How much thought did you put into buying your last fan? Any? Or did you wake up on a stinking hot Saturday and decide to race down to the shops for a cheapie model before the cricket started? You can buy perfectly functional fans for a few tenners these days, but they tend to be a bit limp when it comes to actually moving air around – and often won't last beyond one summer before conking out and being dumped on the nature strip.
Bypassing the $2 shop and investing a bit extra in a quality pedestal or tower fan will get you out of that cycle, meaning you'll stay cooler for longer, and you've kept another cheap appliance out of landfill.
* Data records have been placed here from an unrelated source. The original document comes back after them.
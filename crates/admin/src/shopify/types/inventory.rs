//! Location and inventory domain types for Shopify Admin API.

use serde::{Deserialize, Serialize};

use super::common::{Image, Money, PageInfo};
use super::product::ProductStatus;

// =============================================================================
// Location Types
// =============================================================================

/// A physical location for inventory storage and fulfillment.
#[derive(Debug, Clone, Serialize, Deserialize)]
pub struct Location {
    /// Location ID.
    pub id: String,
    /// Location name.
    pub name: String,
    /// Whether the location is active.
    pub is_active: bool,
    /// Whether this location fulfills online orders.
    pub fulfills_online_orders: bool,
    /// Location address.
    pub address: Option<LocationAddress>,
}

/// Simplified address for a location.
#[derive(Debug, Clone, Serialize, Deserialize)]
pub struct LocationAddress {
    /// Street address.
    pub address1: Option<String>,
    /// City.
    pub city: Option<String>,
    /// Province/state code.
    pub province_code: Option<String>,
    /// Country code.
    pub country_code: Option<String>,
    /// Postal/ZIP code.
    pub zip: Option<String>,
}

/// Paginated list of locations.
#[derive(Debug, Clone, Serialize, Deserialize)]
pub struct LocationConnection {
    /// Locations in this page.
    pub locations: Vec<Location>,
    /// Pagination info.
    pub page_info: PageInfo,
}

// =============================================================================
// Inventory Types
// =============================================================================

/// Inventory level at a specific location.
#[derive(Debug, Clone, Serialize, Deserialize)]
pub struct InventoryLevel {
    /// Inventory item ID.
    pub inventory_item_id: String,
    /// Location ID.
    pub location_id: String,
    /// Location name.
    pub location_name: Option<String>,
    /// Quantity available.
    pub available: i64,
    /// Quantity on hand.
    pub on_hand: i64,
    /// Quantity incoming.
    pub incoming: i64,
    /// Last update timestamp.
    pub updated_at: Option<String>,
}

/// Result of an inventory adjustment.
#[derive(Debug, Clone, Serialize, Deserialize)]
pub struct InventoryAdjustmentResult {
    /// The affected inventory level.
    pub inventory_level: InventoryLevel,
}

/// An inventory item with full details.
#[derive(Debug, Clone, Serialize, Deserialize)]
pub struct InventoryItem {
    /// Inventory item ID.
    pub id: String,
    /// SKU code.
    pub sku: Option<String>,
    /// Whether inventory is tracked.
    pub tracked: bool,
    /// Whether the item requires shipping.
    pub requires_shipping: bool,
    /// Unit cost.
    pub unit_cost: Option<Money>,
    /// Harmonized System (HS) code for customs.
    pub harmonized_system_code: Option<String>,
    /// Country of origin (ISO 3166-1 alpha-2).
    pub country_code_of_origin: Option<String>,
    /// Province of origin.
    pub province_code_of_origin: Option<String>,
    /// Inventory levels at different locations.
    pub inventory_levels: Vec<InventoryLevel>,
    /// Associated variant.
    pub variant: Option<InventoryItemVariant>,
}

/// Variant info associated with an inventory item.
#[derive(Debug, Clone, Serialize, Deserialize)]
pub struct InventoryItemVariant {
    /// Variant ID.
    pub id: String,
    /// Variant title.
    pub title: String,
    /// Display name.
    pub display_name: Option<String>,
    /// Price.
    pub price: Option<String>,
    /// Variant image.
    pub image: Option<Image>,
    /// Associated product.
    pub product: Option<InventoryItemProduct>,
}

/// Product info associated with an inventory item.
#[derive(Debug, Clone, Serialize, Deserialize)]
pub struct InventoryItemProduct {
    /// Product ID.
    pub id: String,
    /// Product title.
    pub title: String,
    /// URL handle.
    pub handle: String,
    /// Product status.
    pub status: ProductStatus,
    /// Featured image.
    pub featured_image: Option<Image>,
}

/// Paginated list of inventory items.
#[derive(Debug, Clone, Serialize, Deserialize)]
pub struct InventoryItemConnection {
    /// Inventory items in this page.
    pub items: Vec<InventoryItem>,
    /// Pagination info.
    pub page_info: PageInfo,
}

/// Inventory adjustment reason codes.
#[derive(Debug, Clone, Copy, PartialEq, Eq, Serialize, Deserialize)]
#[serde(rename_all = "SCREAMING_SNAKE_CASE")]
pub enum InventoryAdjustmentReason {
    /// Correction to inventory count.
    Correction,
    /// Cycle count verification.
    CycleCountAvailable,
    /// Items damaged.
    Damaged,
    /// Items received from supplier.
    Received,
    /// Items restocked (returned to inventory).
    Restock,
    /// Inventory shrinkage (loss/theft).
    Shrinkage,
    /// Other reason.
    Other,
}

impl std::fmt::Display for InventoryAdjustmentReason {
    fn fmt(&self, f: &mut std::fmt::Formatter<'_>) -> std::fmt::Result {
        match self {
            Self::Correction => write!(f, "Correction"),
            Self::CycleCountAvailable => write!(f, "Cycle Count"),
            Self::Damaged => write!(f, "Damaged"),
            Self::Received => write!(f, "Received"),
            Self::Restock => write!(f, "Restock"),
            Self::Shrinkage => write!(f, "Shrinkage"),
            Self::Other => write!(f, "Other"),
        }
    }
}

/// Input for updating an inventory item.
#[derive(Debug, Clone, Default, Serialize, Deserialize)]
pub struct InventoryItemUpdateInput {
    /// New SKU.
    pub sku: Option<String>,
    /// Whether to track inventory.
    pub tracked: Option<bool>,
    /// Whether item requires shipping.
    pub requires_shipping: Option<bool>,
    /// Unit cost amount.
    pub cost: Option<String>,
    /// Harmonized System code.
    pub harmonized_system_code: Option<String>,
    /// Country of origin.
    pub country_code_of_origin: Option<String>,
    /// Province of origin.
    pub province_code_of_origin: Option<String>,
}

/// Paginated list of inventory levels.
#[derive(Debug, Clone, Serialize, Deserialize)]
pub struct InventoryLevelConnection {
    /// Inventory levels in this page.
    pub inventory_levels: Vec<InventoryLevel>,
    /// Pagination info.
    pub page_info: PageInfo,
}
In the air tonight (and tomorrow, and all weekend...)
Fans don't chill the air like an air conditioner, but they'll still cool you down (through the effect of evaporating perspiration) at a tiny fraction of the running cost. For most of the fans CHOICE has tested, you could run them 24/7 for an entire summer and pay only about $30 or less for the electricity used.
They're kind to your wallet
Pedestal and tower fans are generally not expensive to buy, you can choose exactly how and where to position them (unlike with ceiling fans, for instance), and many now come with extra features such as variable speed settings, remote controls and timers. They're also handy when you want to clear the air in a room due to damp carpet, wet paint, or smoke from a burnt dinner!
The Big Question: pedestal or tower?
When choosing a fan, consider where you'll mostly use it and the sort of air flow you want – direct or indirect.
Pedestal fans sit on a (usually) height-adjustable stand, and can be useful when you want air directed at a height above ground or at a certain spot in the room – for example, to blow directly onto your face, across a bed's surface, or angled up toward the ceiling for an indirect breeze.
Tower (or column) fans have a long rectangular air outlet that usually sits closer to the floor, although their upper section can still blow air at a reasonable height and some have louvres to direct the air flow up or down. They're often best suited to a large living area.
Here are a couple of things to keep in mind when you choose your new fan.
Usually, the quieter the better, especially if you're using the fan on a low speed at night while you sleep. Ask to hear the fan in the shop before you buy; check for thrumming, whining or buffeting noises.
Adjustable height and angle
These features will give you more options on how and where you can use the fan. Angling the fan head allows you to create an indirect breeze, which can be useful if the fan speed is too powerful for a direct breeze.
Some fans have a nature/natural or sleep mode, which varies the fan speed to simulate a natural breeze. We've also tested models with a reduction mode, which switches the fan to the next lowest speed after 30 minutes. This is great for running the fan at night – you'll often be hot when you go to sleep, but leaving the fan on full blast all night can disrupt your rest.
A remote control is handy for changing settings from across the room.
Some models have a timer to switch the fan off after a set period.
Some have electronic indicators to show fan settings.